Saved entries
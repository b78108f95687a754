use bitflags::bitflags;

use crate::app::notes::NoteStore;
use crate::storage::{StorageError, StorageHandle};

bitflags! {
    /// Persisted pieces of state an operation touched.
    #[derive(Debug, Clone, Copy, PartialEq, Eq)]
    pub struct Slices: u8 {
        const NOTES = 1 << 0;
        const SELECTION = 1 << 1;
        const CURRENT_NOTE = 1 << 2;
        const DARK_MODE = 1 << 3;
    }
}

/// Values to write for a set of slices.
pub struct Snapshot<'s> {
    pub notes: &'s NoteStore,
    pub current_note: &'s str,
    pub dark_mode: bool,
}

pub struct ActionDispatcher<'a> {
    storage: &'a StorageHandle,
}

impl<'a> ActionDispatcher<'a> {
    pub fn new(storage: &'a StorageHandle) -> Self {
        Self { storage }
    }

    /// Writes every requested slice. A failed write does not stop the others;
    /// all failures are returned.
    pub fn persist(&self, slices: Slices, snapshot: &Snapshot<'_>) -> Vec<StorageError> {
        let mut failures = Vec::new();
        if slices.contains(Slices::NOTES) {
            if let Err(err) = self.storage.save_notes(snapshot.notes.notes()) {
                failures.push(err);
            }
        }
        if slices.contains(Slices::SELECTION) {
            if let Err(err) = self.storage.save_selected_index(snapshot.notes.selected()) {
                failures.push(err);
            }
        }
        if slices.contains(Slices::CURRENT_NOTE) {
            if let Err(err) = self.storage.save_current_note(snapshot.current_note) {
                failures.push(err);
            }
        }
        if slices.contains(Slices::DARK_MODE) {
            if let Err(err) = self.storage.save_dark_mode(snapshot.dark_mode) {
                failures.push(err);
            }
        }
        failures
    }
}

#[cfg(test)]
mod tests {
    use super::*;
    use crate::storage::tests::{init_storage, init_storage_with_quota};
    use assert_matches::assert_matches;

    #[test]
    fn writes_only_requested_slices() -> anyhow::Result<()> {
        let (_dir, storage) = init_storage()?;
        let notes = NoteStore::from_parts(vec!["a".into()], Some(0));
        let snapshot = Snapshot {
            notes: &notes,
            current_note: "a",
            dark_mode: true,
        };
        let failures =
            ActionDispatcher::new(&storage).persist(Slices::NOTES | Slices::DARK_MODE, &snapshot);
        assert!(failures.is_empty());

        let state = storage.load_state();
        assert_eq!(state.notes, vec!["a".to_string()]);
        assert!(state.dark_mode);
        assert_eq!(state.selected_note_index, None);
        assert_eq!(storage.get_raw(crate::storage::CURRENT_NOTE_KEY)?, None);
        Ok(())
    }

    #[test]
    fn collects_failures_and_keeps_writing() -> anyhow::Result<()> {
        let (_dir, storage) = init_storage_with_quota(64)?;
        let big = "x".repeat(128);
        let notes = NoteStore::from_parts(vec![big.clone()], Some(0));
        let snapshot = Snapshot {
            notes: &notes,
            current_note: &big,
            dark_mode: false,
        };
        let failures = ActionDispatcher::new(&storage).persist(Slices::all(), &snapshot);
        assert_eq!(failures.len(), 2);
        assert_matches!(failures[0], StorageError::QuotaExceeded { .. });
        assert_eq!(
            storage.get_raw(crate::storage::SELECTED_INDEX_KEY)?.as_deref(),
            Some("0")
        );
        assert_eq!(storage.get_raw(crate::storage::NOTES_KEY)?, None);
        Ok(())
    }
}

▸ **PROBLEM DETAILS**
Going down from the first line of the entries above, restate each line word for word until the line holding "const CURRENT_NOTE = 1 << 2;" is done.

▸ **REPLY TO THE TASK**
repository b78108f95687a754
use bitflags::bitflags;

use crate::app::notes::NoteStore;
use crate::storage::{StorageError, StorageHandle};

bitflags! {
    /// Persisted pieces of state an operation touched.
    #[derive(Debug, Clone, Copy, PartialEq, Eq)]
    pub struct Slices: u8 {
        const NOTES = 1 << 0;
        const SELECTION = 1 << 1;
        const CURRENT_NOTE = 1 << 2;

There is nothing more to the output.